> [Task to complete] Everything from the first line of the records below through the line containing "let mut current = value;" is to be retyped exactly; leave out the rest.

> [Provided records]
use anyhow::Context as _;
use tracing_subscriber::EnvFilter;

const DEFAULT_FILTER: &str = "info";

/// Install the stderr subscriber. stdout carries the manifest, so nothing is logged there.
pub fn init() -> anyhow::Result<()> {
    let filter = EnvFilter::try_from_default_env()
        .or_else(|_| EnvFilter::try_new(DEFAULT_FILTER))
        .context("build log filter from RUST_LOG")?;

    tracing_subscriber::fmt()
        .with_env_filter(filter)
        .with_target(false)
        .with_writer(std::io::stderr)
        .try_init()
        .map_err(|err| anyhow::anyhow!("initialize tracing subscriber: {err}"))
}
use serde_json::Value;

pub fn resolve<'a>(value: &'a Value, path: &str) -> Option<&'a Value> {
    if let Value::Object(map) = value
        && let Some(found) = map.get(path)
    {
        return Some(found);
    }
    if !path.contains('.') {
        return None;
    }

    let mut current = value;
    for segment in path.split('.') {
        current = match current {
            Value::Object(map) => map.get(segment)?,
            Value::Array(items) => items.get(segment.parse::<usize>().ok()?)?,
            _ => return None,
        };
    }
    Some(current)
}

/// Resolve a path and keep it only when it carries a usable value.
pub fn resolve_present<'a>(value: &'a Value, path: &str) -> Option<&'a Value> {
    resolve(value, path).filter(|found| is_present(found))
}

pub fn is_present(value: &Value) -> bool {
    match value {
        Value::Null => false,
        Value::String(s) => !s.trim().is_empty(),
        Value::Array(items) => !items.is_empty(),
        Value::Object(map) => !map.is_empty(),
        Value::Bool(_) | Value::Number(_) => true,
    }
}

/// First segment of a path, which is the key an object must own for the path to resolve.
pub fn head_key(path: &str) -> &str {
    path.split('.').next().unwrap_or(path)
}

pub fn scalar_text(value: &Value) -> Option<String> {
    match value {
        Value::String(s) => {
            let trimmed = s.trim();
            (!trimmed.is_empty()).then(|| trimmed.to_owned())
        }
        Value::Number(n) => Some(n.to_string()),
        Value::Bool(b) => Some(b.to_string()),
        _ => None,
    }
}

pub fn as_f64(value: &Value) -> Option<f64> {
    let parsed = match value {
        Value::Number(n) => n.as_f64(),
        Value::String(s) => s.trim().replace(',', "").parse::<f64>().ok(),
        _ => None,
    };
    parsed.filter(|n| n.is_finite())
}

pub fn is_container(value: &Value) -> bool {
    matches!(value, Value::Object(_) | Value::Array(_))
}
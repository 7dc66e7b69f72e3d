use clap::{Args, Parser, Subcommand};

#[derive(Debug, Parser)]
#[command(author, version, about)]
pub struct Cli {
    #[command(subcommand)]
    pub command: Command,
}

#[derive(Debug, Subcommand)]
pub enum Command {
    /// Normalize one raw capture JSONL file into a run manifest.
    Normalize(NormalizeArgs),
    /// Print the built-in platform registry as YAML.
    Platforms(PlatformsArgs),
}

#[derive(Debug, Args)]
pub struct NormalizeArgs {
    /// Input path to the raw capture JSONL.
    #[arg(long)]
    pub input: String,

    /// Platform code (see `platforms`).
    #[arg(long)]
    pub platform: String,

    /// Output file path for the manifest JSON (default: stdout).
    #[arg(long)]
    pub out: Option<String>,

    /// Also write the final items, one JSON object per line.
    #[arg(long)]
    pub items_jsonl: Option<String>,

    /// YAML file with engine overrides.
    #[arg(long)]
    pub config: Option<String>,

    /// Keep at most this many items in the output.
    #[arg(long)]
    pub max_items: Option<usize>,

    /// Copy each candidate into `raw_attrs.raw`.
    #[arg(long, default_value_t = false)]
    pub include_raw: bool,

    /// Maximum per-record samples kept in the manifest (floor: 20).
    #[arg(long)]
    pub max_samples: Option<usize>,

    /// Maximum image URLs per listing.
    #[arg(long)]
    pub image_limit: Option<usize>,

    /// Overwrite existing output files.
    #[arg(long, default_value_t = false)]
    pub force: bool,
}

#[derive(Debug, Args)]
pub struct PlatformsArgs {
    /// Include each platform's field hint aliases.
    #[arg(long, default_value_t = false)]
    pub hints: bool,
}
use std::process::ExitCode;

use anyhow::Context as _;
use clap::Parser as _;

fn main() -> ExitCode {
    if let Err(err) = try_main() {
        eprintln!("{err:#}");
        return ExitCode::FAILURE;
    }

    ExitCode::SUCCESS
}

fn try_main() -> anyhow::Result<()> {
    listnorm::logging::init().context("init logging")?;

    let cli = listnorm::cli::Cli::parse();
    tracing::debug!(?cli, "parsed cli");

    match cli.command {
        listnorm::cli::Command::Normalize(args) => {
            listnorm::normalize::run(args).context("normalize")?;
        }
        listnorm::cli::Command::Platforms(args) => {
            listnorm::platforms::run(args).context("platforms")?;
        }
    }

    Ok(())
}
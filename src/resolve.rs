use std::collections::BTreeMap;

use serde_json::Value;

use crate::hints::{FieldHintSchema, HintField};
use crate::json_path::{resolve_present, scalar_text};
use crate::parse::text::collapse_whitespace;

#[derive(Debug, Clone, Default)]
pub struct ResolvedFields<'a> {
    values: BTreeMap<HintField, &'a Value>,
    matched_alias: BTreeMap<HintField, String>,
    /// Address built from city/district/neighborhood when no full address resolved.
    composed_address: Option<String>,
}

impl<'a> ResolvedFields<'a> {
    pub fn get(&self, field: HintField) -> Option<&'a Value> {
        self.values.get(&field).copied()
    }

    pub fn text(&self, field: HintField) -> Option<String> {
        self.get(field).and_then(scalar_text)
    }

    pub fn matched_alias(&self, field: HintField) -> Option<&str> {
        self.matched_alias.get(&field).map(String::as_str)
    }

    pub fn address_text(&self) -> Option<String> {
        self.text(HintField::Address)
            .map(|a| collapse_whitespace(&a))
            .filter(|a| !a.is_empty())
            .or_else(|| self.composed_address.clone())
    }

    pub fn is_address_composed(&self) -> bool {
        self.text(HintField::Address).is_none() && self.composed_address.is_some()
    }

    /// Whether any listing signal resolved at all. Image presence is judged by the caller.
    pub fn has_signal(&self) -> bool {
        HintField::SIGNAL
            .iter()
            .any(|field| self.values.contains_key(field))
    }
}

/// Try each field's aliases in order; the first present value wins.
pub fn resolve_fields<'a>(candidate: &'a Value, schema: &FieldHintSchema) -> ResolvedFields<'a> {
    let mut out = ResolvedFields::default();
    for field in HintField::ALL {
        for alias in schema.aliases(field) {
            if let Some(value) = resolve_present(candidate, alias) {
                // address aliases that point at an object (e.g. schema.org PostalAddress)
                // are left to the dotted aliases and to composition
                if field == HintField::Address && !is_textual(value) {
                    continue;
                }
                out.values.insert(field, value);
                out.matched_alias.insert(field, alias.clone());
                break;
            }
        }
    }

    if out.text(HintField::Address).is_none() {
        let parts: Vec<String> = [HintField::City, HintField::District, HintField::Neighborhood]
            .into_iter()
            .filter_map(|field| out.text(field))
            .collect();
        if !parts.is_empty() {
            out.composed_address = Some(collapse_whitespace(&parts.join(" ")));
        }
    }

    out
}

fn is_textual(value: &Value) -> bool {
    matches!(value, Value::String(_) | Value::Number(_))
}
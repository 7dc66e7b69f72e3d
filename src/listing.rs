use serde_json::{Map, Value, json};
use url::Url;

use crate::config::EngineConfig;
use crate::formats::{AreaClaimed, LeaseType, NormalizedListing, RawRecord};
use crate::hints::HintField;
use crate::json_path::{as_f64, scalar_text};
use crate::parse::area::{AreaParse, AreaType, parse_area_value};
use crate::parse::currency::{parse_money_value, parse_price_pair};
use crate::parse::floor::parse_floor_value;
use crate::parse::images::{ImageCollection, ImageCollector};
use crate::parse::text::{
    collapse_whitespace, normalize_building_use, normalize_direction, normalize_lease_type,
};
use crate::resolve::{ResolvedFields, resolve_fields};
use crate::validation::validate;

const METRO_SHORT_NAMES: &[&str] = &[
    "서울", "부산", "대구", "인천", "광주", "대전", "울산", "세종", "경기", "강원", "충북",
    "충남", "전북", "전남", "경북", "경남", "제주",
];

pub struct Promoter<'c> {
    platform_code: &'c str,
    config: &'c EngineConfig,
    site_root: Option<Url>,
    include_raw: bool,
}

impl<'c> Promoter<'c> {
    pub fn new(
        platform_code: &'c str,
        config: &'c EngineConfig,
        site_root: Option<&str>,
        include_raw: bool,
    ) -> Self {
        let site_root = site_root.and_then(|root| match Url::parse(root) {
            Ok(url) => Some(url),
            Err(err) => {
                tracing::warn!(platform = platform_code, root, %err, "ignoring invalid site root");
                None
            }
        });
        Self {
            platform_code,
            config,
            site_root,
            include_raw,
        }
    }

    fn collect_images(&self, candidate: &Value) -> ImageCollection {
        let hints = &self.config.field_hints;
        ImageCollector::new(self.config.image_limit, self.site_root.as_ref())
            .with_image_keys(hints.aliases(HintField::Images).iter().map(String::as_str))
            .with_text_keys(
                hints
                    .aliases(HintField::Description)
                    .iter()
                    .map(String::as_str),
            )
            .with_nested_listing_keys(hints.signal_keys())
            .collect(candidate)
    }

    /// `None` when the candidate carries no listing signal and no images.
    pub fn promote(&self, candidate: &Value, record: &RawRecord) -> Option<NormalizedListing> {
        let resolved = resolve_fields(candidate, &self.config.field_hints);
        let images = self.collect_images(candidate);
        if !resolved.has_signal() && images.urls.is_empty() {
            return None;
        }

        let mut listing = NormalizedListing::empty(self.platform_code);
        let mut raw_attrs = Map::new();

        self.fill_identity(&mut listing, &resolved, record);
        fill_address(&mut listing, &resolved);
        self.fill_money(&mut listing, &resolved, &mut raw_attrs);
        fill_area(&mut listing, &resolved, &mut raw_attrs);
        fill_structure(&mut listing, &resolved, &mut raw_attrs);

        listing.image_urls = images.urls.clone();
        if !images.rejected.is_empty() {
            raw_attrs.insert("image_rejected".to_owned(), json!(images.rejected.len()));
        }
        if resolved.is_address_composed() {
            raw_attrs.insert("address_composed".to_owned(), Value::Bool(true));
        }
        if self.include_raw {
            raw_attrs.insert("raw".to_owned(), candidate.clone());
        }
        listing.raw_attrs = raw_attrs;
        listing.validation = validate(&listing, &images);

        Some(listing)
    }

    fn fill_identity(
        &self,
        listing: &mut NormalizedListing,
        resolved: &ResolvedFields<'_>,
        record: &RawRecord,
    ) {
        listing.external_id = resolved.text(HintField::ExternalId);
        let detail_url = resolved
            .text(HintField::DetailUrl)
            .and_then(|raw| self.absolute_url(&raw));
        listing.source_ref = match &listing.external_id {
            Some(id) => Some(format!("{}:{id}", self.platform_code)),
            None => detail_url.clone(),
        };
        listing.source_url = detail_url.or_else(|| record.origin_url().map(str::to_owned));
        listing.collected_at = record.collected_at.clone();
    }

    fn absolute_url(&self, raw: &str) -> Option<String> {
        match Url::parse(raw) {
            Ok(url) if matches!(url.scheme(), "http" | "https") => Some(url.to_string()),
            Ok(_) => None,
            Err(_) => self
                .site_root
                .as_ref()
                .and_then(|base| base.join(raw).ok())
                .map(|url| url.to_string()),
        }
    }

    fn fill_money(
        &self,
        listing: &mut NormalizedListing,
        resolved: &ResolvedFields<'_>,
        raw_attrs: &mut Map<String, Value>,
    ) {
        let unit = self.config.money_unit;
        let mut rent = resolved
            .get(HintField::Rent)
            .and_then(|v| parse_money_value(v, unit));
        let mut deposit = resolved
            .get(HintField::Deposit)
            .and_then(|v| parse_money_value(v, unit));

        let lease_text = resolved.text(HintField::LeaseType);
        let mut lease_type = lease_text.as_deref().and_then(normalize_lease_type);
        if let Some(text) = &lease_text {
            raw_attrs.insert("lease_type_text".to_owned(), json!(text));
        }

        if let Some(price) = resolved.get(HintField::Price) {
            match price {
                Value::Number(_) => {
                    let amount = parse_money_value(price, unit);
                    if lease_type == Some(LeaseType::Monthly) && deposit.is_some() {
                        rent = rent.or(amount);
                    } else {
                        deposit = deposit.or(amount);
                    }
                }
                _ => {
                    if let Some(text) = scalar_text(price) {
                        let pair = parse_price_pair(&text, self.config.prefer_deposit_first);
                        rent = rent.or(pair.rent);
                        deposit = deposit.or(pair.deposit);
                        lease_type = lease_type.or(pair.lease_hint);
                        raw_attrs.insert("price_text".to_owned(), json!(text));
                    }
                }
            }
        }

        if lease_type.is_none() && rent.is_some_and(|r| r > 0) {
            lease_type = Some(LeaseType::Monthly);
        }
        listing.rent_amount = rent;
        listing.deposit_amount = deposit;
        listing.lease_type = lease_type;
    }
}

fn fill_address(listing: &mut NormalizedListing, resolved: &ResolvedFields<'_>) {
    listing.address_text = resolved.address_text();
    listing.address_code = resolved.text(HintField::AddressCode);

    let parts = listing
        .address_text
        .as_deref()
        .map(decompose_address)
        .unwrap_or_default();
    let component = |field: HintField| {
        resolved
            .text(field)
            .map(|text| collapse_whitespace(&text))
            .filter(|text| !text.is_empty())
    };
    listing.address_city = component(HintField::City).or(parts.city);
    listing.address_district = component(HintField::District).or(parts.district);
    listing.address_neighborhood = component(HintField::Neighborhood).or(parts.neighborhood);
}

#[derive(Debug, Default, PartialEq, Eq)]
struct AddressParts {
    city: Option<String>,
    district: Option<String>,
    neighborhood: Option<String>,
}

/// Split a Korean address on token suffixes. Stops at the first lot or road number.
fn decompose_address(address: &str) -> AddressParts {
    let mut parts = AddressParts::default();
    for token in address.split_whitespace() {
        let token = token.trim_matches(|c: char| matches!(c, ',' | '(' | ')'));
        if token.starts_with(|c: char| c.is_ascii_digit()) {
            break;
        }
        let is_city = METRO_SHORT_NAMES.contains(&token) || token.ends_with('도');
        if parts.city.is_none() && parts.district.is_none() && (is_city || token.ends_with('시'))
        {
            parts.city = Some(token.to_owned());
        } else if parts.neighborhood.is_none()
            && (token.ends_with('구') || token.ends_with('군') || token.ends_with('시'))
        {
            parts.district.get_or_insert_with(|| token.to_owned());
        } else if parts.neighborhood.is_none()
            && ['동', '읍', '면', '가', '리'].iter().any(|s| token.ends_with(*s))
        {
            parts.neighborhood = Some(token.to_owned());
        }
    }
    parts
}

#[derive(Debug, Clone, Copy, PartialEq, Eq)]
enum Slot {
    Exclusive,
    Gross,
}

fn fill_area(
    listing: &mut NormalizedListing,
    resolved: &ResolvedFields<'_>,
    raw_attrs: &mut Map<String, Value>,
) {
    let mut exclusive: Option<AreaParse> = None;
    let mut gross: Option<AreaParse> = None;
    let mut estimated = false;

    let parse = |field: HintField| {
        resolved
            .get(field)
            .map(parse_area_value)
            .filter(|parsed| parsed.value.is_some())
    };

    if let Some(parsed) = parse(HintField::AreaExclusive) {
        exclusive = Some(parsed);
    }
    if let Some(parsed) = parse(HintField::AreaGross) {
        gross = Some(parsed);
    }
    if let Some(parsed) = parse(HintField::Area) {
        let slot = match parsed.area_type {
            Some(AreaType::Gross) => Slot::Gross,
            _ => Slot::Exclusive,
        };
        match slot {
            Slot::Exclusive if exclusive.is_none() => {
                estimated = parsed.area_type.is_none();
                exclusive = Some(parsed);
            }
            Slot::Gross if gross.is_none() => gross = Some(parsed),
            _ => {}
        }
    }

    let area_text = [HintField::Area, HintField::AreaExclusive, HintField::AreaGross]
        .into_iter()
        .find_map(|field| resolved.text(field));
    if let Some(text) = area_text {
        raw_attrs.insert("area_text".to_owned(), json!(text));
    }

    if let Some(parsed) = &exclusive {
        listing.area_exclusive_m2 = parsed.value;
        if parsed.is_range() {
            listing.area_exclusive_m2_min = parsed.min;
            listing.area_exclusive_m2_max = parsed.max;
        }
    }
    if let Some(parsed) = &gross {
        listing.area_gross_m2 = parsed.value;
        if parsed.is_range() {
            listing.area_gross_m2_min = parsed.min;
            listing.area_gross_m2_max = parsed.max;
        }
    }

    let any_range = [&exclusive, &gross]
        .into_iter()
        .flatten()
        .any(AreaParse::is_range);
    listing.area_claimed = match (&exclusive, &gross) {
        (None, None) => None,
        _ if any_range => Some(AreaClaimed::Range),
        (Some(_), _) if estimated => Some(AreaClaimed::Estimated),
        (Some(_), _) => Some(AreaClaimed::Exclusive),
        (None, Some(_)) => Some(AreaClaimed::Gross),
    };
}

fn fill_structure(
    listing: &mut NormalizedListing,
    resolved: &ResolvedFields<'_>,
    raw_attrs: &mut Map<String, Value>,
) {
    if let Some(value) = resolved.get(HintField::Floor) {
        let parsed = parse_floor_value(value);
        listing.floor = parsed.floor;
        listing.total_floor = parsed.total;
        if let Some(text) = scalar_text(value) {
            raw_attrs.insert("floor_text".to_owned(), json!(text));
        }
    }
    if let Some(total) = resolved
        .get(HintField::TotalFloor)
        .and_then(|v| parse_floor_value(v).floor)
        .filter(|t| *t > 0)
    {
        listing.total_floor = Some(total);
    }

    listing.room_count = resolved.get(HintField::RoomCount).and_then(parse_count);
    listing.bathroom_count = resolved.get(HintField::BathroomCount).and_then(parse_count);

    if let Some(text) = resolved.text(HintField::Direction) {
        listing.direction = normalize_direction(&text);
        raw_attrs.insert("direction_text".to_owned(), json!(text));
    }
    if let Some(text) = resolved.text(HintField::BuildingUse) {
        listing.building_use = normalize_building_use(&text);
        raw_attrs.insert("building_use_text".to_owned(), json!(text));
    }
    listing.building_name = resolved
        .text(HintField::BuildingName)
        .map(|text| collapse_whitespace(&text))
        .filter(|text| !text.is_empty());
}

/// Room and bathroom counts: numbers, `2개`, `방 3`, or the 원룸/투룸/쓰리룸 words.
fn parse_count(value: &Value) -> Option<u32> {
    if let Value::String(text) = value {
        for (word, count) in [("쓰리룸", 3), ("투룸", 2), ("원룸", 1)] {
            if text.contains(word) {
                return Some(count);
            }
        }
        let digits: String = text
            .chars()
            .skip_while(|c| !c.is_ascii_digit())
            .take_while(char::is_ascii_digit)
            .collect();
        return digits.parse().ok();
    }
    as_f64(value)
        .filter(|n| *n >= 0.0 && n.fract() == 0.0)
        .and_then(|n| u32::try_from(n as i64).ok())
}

> [Task output]
use anyhow::Context as _;
use tracing_subscriber::EnvFilter;

const DEFAULT_FILTER: &str = "info";

/// Install the stderr subscriber. stdout carries the manifest, so nothing is logged there.
pub fn init() -> anyhow::Result<()> {
    let filter = EnvFilter::try_from_default_env()
        .or_else(|_| EnvFilter::try_new(DEFAULT_FILTER))
        .context("build log filter from RUST_LOG")?;

    tracing_subscriber::fmt()
        .with_env_filter(filter)
        .with_target(false)
        .with_writer(std::io::stderr)
        .try_init()
        .map_err(|err| anyhow::anyhow!("initialize tracing subscriber: {err}"))
}
use serde_json::Value;

pub fn resolve<'a>(value: &'a Value, path: &str) -> Option<&'a Value> {
    if let Value::Object(map) = value
        && let Some(found) = map.get(path)
    {
        return Some(found);
    }
    if !path.contains('.') {
        return None;
    }

    let mut current = value;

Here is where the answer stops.